◆ **What you will do**: The line containing "pub use parser::MAX_DEPTH;" marks the end, so write out exactly every line from the top of the entries below through that one.

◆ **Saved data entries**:
--- --- ---

//! `kiradopay-calculator`: event pricing functions.
//!
//! An event owner writes the body of `function calculate(state) { ... }` in a
//! small, pure JavaScript subset. [`Calculator::compile`] validates it once
//! (syntax *and* name resolution) and [`Calculator::evaluate`] runs it against a
//! [`CalculatorState`] to produce the sale total.
//!
//! - No IO
//! - No ambient globals: only `state` and a fixed set of `Math` built-ins
//! - Bounded: source length, nesting depth and evaluation steps are capped
//!
//! ```
//! use kiradopay_calculator::{Calculator, CalculatorState, RecordState};
//! use kiradopay_core::ItemCode;
//!
//! let calc = Calculator::compile("return state.A.count * 500;").unwrap();
//! let state: CalculatorState = [(ItemCode::parse("A").unwrap(), RecordState::new(3))]
//!     .into_iter()
//!     .collect();
//! assert_eq!(calc.evaluate(&state).unwrap(), 1500.0);
//! ```

mod ast;
mod error;
mod eval;
mod lexer;
mod parser;
mod playground;
mod resolve;
mod state;

use std::sync::Arc;

pub use error::{CalculationError, CompileError, Position};
pub use eval::DEFAULT_STEP_LIMIT;
pub use parser::MAX_DEPTH;
pub use playground::state_shape;
pub use state::{CalculatorState, RecordState};

use ast::Program;
use eval::{Interpreter, Value};

/// Maximum accepted source length in bytes.
pub const MAX_SOURCE_LEN: usize = 64 * 1024;

/// A compiled pricing function.
///
/// Cheap to clone and safe to share between threads. A calculator built from
/// blank (or absent) source always returns zero.
#[derive(Debug, Clone)]
pub struct Calculator {
    program: Option<Arc<Program>>,
    step_limit: u64,
}

impl Calculator {
    /// The calculator of an event that has none configured.
    pub fn zero() -> Self {
        Self {
            program: None,
            step_limit: DEFAULT_STEP_LIMIT,
        }
    }

    pub fn compile(source: &str) -> Result<Self, CompileError> {
        if source.len() > MAX_SOURCE_LEN {
            return Err(CompileError::TooLong(MAX_SOURCE_LEN));
        }
        if source.trim().is_empty() {
            return Ok(Self::zero());
        }

        let tokens = lexer::Lexer::new(source).tokenize()?;
        let program = parser::Parser::new(tokens).parse_program()?;
        resolve::Resolver::resolve(&program)?;

        Ok(Self {
            program: Some(Arc::new(program)),
            step_limit: DEFAULT_STEP_LIMIT,
        })
    }

    /// Compile an event's optional calculator source.
    pub fn from_optional(source: Option<&str>) -> Result<Self, CompileError> {
        match source {
            Some(source) => Self::compile(source),
            None => Ok(Self::zero()),
        }
    }

    pub fn with_step_limit(mut self, step_limit: u64) -> Self {
        self.step_limit = step_limit;
        self
    }

    /// Whether this is the constant-zero calculator.
    pub fn is_zero(&self) -> bool {
        self.program.is_none()
    }

    /// Price a sale.
    ///
    /// Fails if the program throws, runs out of steps, or returns anything
    /// other than a finite number. A failure is never reported as zero.
    pub fn evaluate(&self, state: &CalculatorState) -> Result<f64, CalculationError> {
        let Some(program) = &self.program else {
            return Ok(0.0);
        };

        let result = Interpreter::new(state.to_value(), self.step_limit).run(program);
        let total = match result {
            Ok(Value::Number(n)) if n.is_finite() => Ok(n),
            Ok(Value::Number(n)) => Err(CalculationError::NonFinite(n)),
            Ok(other) => Err(CalculationError::NonNumeric(other.type_of())),
            Err(e) => Err(e),
        };
        if let Err(e) = &total {
            tracing::debug!(error = %e, items = state.len(), "calculator evaluation failed");
        }
        total
    }
}

impl Default for Calculator {
    fn default() -> Self {
        Self::zero()
    }
}

/// Whether `source` is an acceptable calculator body.
///
/// Accepts exactly what [`evaluate`] can run.
pub fn compile(source: &str) -> bool {
    Calculator::compile(source).is_ok()
}

/// Compile and run `source` against `state` in one step.
pub fn evaluate(source: &str, state: &CalculatorState) -> Result<f64, CalculationError> {
    Ok(Calculator::compile(source)?.evaluate(state)?)
}
use std::sync::Arc;

use anyhow::{Context, bail};

use kiradopay_client::{
    ClientConfig, HttpLedgerGateway, SqliteReceiptBuffer, SyncManager, SyncWorker,
};
use kiradopay_core::EventCode;

const USAGE: &str = "usage: kiradopay-client <view|sync|watch> <EVENT>...";

#[tokio::main]
async fn main() -> anyhow::Result<()> {
    kiradopay_observability::init();

    let mut args = std::env::args().skip(1);
    let command = args.next().context(USAGE)?;
    let events = args
        .map(EventCode::parse)
        .collect::<Result<Vec<_>, _>>()
        .context("invalid event code")?;
    if events.is_empty() {
        bail!(USAGE);
    }

    let config = ClientConfig::from_env().context("failed to load configuration")?;
    let gateway = HttpLedgerGateway::from_config(&config)?;
    let buffer = SqliteReceiptBuffer::open(&config.buffer_path)
        .await
        .with_context(|| format!("failed to open buffer at {}", config.buffer_path.display()))?;
    let manager = Arc::new(SyncManager::new(gateway, buffer).with_batch_size(config.sync_batch));

    match command.as_str() {
        "view" => {
            for event in &events {
                let view = manager.view(event).await?;
                println!("{}", serde_json::to_string(&view)?);
            }
        }
        "sync" => {
            for event in &events {
                let report = manager.sync_event(event).await?;
                println!("{}", serde_json::to_string(&report)?);
            }
        }
        "watch" => {
            let worker = SyncWorker::new(manager, config.sync_interval());
            for event in events {
                worker.watch(event).await;
            }
            let stop = worker.shutdown_handle();
            let handle = worker.start();

            tokio::signal::ctrl_c().await?;
            stop.shutdown();
            handle.await?;
        }
        other => bail!("unknown command {other:?}; {USAGE}"),
    }
    Ok(())
}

--- --- ---

◆ **Solution to the problem**:
//! `kiradopay-calculator`: event pricing functions.
//!
//! An event owner writes the body of `function calculate(state) { ... }` in a
//! small, pure JavaScript subset. [`Calculator::compile`] validates it once
//! (syntax *and* name resolution) and [`Calculator::evaluate`] runs it against a
//! [`CalculatorState`] to produce the sale total.
//!
//! - No IO
//! - No ambient globals: only `state` and a fixed set of `Math` built-ins
//! - Bounded: source length, nesting depth and evaluation steps are capped
//!
//! ```
//! use kiradopay_calculator::{Calculator, CalculatorState, RecordState};
//! use kiradopay_core::ItemCode;
//!
//! let calc = Calculator::compile("return state.A.count * 500;").unwrap();
//! let state: CalculatorState = [(ItemCode::parse("A").unwrap(), RecordState::new(3))]
//!     .into_iter()
//!     .collect();
//! assert_eq!(calc.evaluate(&state).unwrap(), 1500.0);
//! ```

mod ast;
mod error;
mod eval;
mod lexer;
mod parser;
mod playground;
mod resolve;
mod state;

use std::sync::Arc;

pub use error::{CalculationError, CompileError, Position};
pub use eval::DEFAULT_STEP_LIMIT;
pub use parser::MAX_DEPTH;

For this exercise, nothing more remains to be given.